Task details: Only lines containing the word "Option" are needed; pull them out of the material.

########################################

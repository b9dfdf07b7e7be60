//! Store traits: the signed-in session that lets the next launch skip the
//! wizard, and the registered accounts that can log back in.

use async_trait::async_trait;

use crate::error::DatabaseError;
use crate::onboarding::model::{Profile, RegisteredUser};

/// Backend-agnostic session store holding at most one signed-in profile.
#[async_trait]
pub trait SessionStore: Send + Sync {
    /// The stored profile, or `None` if nobody is signed in or the stored
    /// record is unreadable.
    async fn load(&self) -> Result<Option<Profile>, DatabaseError>;

    /// Replace the stored profile.
    async fn save(&self, profile: &Profile) -> Result<(), DatabaseError>;

    /// Forget the stored profile (logout). Returns whether one existed.
    async fn clear(&self) -> Result<bool, DatabaseError>;
}

/// Registered accounts, keyed by email without regard to case.
#[async_trait]
pub trait UserStore: Send + Sync {
    /// Add an account. Returns `false` if the email is already registered.
    async fn register(&self, user: &RegisteredUser) -> Result<bool, DatabaseError>;

    async fn find_user(&self, email: &str) -> Result<Option<RegisteredUser>, DatabaseError>;

    /// Delete an account. Returns whether one existed.
    async fn remove_user(&self, email: &str) -> Result<bool, DatabaseError>;
}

########################################

Your solution:
    async fn load(&self) -> Result<Option<Profile>, DatabaseError>;
    async fn find_user(&self, email: &str) -> Result<Option<RegisteredUser>, DatabaseError>;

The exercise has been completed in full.